The cultivation of the olive tree began in the east Mediterranean five thousand years ago, and in this region the production and commercialization of the olive became one of the principal economical resources of the period. Thanks to the labor of the ancient Greeks, Phoenicians and Romans the olive came to be one of the principal cultivated products in the Mediterranean and olive oil was used abundantly in daily life. The olive tree became a victim of the fall of the Roman Empire and its consequent political, economic and military crises, becoming precious and rare and used only by a few privileged persons or during religious ceremonies. From the middle ages onwards through the centuries, the traditional regions of olive tree cultivation gained stability and today the olive tree has come to be one of the most important features in the Mediterranean landscape.
The olive tree could almost be called immortal, thanks to its capacity to regenerate from its cut stump. An understanding of its characteristics and form, the many different varieties grown throughout the Mediterranean, its annual vegetative cycle, and the long-term cultivation of ancient olive groves allow for the appreciation oft he peculiarities and in many cases the exceptional nature of the olive tree.

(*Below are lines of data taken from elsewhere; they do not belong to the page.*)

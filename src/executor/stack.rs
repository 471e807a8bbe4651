//! Values exchanged with get-methods.

use crate::cell::Cell;
use crate::error::CodecError;

/// One entry of a get-method argument list or result tuple.
#[derive(Debug, Clone, PartialEq, Eq)]
pub enum StackValue {
    Null,
    /// Integer entry. Contract integers are 257-bit; everything the raffle
    /// returns fits in 128.
    Int(i128),
    Cell(Cell),
    /// Slice entry, carried as the cell it reads from.
    Slice(Cell),
}

impl StackValue {
    /// Returns the type name for error messages.
    pub fn type_name(&self) -> &'static str {
        match self {
            StackValue::Null => "null",
            StackValue::Int(_) => "int",
            StackValue::Cell(_) => "cell",
            StackValue::Slice(_) => "slice",
        }
    }

    fn mismatch(&self, index: usize, expected: &str) -> CodecError {
        CodecError::DecodeFailure(format!(
            "stack entry {index}: expected {expected}, got {}",
            self.type_name()
        ))
    }

    /// Returns the integer at stack position `index`.
    pub fn as_int(&self, index: usize) -> Result<i128, CodecError> {
        match self {
            StackValue::Int(v) => Ok(*v),
            other => Err(other.mismatch(index, "int")),
        }
    }

    /// Returns the cell behind a slice entry.
    pub fn as_slice(&self, index: usize) -> Result<&Cell, CodecError> {
        match self {
            StackValue::Slice(c) => Ok(c),
            other => Err(other.mismatch(index, "slice")),
        }
    }

    /// Returns a cell entry, or `None` for a null entry.
    pub fn as_cell_opt(&self, index: usize) -> Result<Option<&Cell>, CodecError> {
        match self {
            StackValue::Null => Ok(None),
            StackValue::Cell(c) => Ok(Some(c)),
            other => Err(other.mismatch(index, "cell or null")),
        }
    }

    pub fn is_null(&self) -> bool {
        matches!(self, StackValue::Null)
    }
}

impl From<Option<Cell>> for StackValue {
    fn from(cell: Option<Cell>) -> Self {
        cell.map_or(StackValue::Null, StackValue::Cell)
    }
}
//! Shared utilities.

pub mod log;
pub mod test_utils;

The utilization of olives and the products deriving from them is testimony to humanity’s industriousness combined with the extraordinary characteristics of this plant. Rare and surprising discoveries from various countries and eras, descriptions and quotations from the time of Homer and the Bible, and many ancient poets all point to the importance given to this tree. The olive contributed and became an indispensable ingredient in daily well-being and it found a place in a life of refinement. Illumination, healing, creams and perfumes, lubricants, food, condiments, warmth and fuel are the precious gifts of the olive tree.
The tree and the use of its oil gradually spread westwards throughout the then known world, from the shores of Syria and Palestine to the coasts of the Atlantic Ocean. Along this journey the olive tree saw the birth of some of the most important ancient civilizations.
Modern research has brought to light the principal active ingredients and characteristics of pure olive oil that explains the enormous fortune and the long tradition of the use of olive oil as a base for cosmetics. From the dawn of history cosmetics have assumed a role that often exceeded the boundaries of medical practices and religious rituals, accentuating the beauty and perfection of the body. Indeed, many icons of ancient beauty have smiled with oiled faces: Aphrodite, Helen and Cleopatra among them.